- DATA FOR ANALYSIS:
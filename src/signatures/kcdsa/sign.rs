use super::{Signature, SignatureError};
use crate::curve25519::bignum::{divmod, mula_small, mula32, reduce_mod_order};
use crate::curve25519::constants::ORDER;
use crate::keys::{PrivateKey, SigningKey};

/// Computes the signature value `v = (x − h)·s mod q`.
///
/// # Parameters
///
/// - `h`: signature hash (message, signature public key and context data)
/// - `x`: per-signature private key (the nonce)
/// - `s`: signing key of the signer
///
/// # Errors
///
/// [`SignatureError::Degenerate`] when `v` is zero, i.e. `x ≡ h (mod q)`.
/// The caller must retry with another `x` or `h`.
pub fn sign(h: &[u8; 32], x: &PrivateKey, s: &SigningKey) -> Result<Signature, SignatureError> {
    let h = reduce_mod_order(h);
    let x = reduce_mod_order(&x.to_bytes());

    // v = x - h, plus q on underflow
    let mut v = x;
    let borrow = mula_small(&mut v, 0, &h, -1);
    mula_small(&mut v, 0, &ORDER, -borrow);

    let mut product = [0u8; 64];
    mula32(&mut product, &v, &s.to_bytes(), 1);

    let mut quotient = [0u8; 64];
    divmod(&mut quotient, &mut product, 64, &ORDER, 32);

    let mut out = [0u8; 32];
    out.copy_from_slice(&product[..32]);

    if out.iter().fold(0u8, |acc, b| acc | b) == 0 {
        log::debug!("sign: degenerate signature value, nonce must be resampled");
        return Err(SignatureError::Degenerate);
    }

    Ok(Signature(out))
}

--

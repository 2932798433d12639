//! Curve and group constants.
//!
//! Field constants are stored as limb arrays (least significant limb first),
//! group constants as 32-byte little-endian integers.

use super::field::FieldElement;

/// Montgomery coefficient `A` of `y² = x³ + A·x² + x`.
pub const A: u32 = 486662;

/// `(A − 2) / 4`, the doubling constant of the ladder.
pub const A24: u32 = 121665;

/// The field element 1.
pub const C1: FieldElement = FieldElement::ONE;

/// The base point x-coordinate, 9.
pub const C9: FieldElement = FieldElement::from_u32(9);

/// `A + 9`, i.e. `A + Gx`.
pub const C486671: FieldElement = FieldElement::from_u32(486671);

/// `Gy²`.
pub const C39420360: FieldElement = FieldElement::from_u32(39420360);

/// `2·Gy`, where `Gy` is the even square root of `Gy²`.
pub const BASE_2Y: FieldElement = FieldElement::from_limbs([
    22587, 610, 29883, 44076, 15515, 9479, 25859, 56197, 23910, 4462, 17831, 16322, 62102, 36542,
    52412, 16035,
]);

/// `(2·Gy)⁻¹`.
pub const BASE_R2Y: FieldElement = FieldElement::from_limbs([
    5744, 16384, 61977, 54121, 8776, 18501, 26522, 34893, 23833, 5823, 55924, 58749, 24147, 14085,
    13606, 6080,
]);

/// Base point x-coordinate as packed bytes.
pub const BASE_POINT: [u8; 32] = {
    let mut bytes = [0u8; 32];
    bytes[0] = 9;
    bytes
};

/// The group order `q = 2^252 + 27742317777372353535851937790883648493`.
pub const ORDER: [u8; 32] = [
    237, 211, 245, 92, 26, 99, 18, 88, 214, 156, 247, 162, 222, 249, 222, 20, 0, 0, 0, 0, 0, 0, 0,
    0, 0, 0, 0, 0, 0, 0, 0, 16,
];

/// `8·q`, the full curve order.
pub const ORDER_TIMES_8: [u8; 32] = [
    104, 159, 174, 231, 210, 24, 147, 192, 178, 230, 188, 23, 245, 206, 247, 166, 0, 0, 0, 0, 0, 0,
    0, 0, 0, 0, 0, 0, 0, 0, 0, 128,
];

- PROMPT: The string "product" shows up in some lines of the listing. Copy each such line.

- OUTPUT FOR THIS TASK:
    let mut product = [0u8; 64];
    mula32(&mut product, &v, &s.to_bytes(), 1);
    divmod(&mut quotient, &mut product, 64, &ORDER, 32);
    out.copy_from_slice(&product[..32]);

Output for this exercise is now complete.